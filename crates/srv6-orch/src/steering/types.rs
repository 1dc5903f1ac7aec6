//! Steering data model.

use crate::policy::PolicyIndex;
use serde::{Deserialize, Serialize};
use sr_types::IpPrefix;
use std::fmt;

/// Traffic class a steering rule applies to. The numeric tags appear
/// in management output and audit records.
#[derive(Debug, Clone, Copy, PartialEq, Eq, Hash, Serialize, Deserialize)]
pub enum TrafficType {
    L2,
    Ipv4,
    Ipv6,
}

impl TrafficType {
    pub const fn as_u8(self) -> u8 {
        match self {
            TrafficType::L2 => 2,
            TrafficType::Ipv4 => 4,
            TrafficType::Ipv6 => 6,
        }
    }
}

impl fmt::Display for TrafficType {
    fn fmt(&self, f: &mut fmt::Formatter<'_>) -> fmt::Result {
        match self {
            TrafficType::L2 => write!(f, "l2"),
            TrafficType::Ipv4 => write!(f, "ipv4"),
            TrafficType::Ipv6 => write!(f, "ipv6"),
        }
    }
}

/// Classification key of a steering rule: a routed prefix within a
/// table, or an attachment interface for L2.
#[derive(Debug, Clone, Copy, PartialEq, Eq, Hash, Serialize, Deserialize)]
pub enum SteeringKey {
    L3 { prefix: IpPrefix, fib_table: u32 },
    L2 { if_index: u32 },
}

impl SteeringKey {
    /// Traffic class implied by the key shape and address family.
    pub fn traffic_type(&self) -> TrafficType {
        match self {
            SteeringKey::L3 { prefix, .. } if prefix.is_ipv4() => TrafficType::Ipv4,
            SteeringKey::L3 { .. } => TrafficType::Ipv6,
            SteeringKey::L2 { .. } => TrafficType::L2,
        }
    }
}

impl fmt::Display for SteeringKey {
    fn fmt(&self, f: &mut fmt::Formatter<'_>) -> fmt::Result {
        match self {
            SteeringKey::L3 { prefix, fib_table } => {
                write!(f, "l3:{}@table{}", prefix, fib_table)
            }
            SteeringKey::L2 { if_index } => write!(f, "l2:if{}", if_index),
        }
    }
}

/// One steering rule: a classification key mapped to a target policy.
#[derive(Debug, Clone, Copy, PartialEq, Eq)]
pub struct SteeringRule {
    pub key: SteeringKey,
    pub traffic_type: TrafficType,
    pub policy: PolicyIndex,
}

* [Activity]: Please repeat the material above, word for word and in full.

* [Problem solution]:
filename crates/srv6-orch/src/steering/types.rs
repository 1dc5903f1ac7aec6
//! Steering data model.

use crate::policy::PolicyIndex;
use serde::{Deserialize, Serialize};
use sr_types::IpPrefix;
use std::fmt;

/// Traffic class a steering rule applies to. The numeric tags appear
/// in management output and audit records.
#[derive(Debug, Clone, Copy, PartialEq, Eq, Hash, Serialize, Deserialize)]
pub enum TrafficType {
    L2,
    Ipv4,
    Ipv6,
}

impl TrafficType {
    pub const fn as_u8(self) -> u8 {
        match self {
            TrafficType::L2 => 2,
            TrafficType::Ipv4 => 4,
            TrafficType::Ipv6 => 6,
        }
    }
}

impl fmt::Display for TrafficType {
    fn fmt(&self, f: &mut fmt::Formatter<'_>) -> fmt::Result {
        match self {
            TrafficType::L2 => write!(f, "l2"),
            TrafficType::Ipv4 => write!(f, "ipv4"),
            TrafficType::Ipv6 => write!(f, "ipv6"),
        }
    }
}

/// Classification key of a steering rule: a routed prefix within a
/// table, or an attachment interface for L2.
#[derive(Debug, Clone, Copy, PartialEq, Eq, Hash, Serialize, Deserialize)]
pub enum SteeringKey {
    L3 { prefix: IpPrefix, fib_table: u32 },
    L2 { if_index: u32 },
}

impl SteeringKey {
    /// Traffic class implied by the key shape and address family.
    pub fn traffic_type(&self) -> TrafficType {
        match self {
            SteeringKey::L3 { prefix, .. } if prefix.is_ipv4() => TrafficType::Ipv4,
            SteeringKey::L3 { .. } => TrafficType::Ipv6,
            SteeringKey::L2 { .. } => TrafficType::L2,
        }
    }
}

impl fmt::Display for SteeringKey {
    fn fmt(&self, f: &mut fmt::Formatter<'_>) -> fmt::Result {
        match self {
            SteeringKey::L3 { prefix, fib_table } => {
                write!(f, "l3:{}@table{}", prefix, fib_table)
            }
            SteeringKey::L2 { if_index } => write!(f, "l2:if{}", if_index),
        }
    }
}

/// One steering rule: a classification key mapped to a target policy.
#[derive(Debug, Clone, Copy, PartialEq, Eq)]
pub struct SteeringRule {
    pub key: SteeringKey,
    pub traffic_type: TrafficType,
    pub policy: PolicyIndex,
}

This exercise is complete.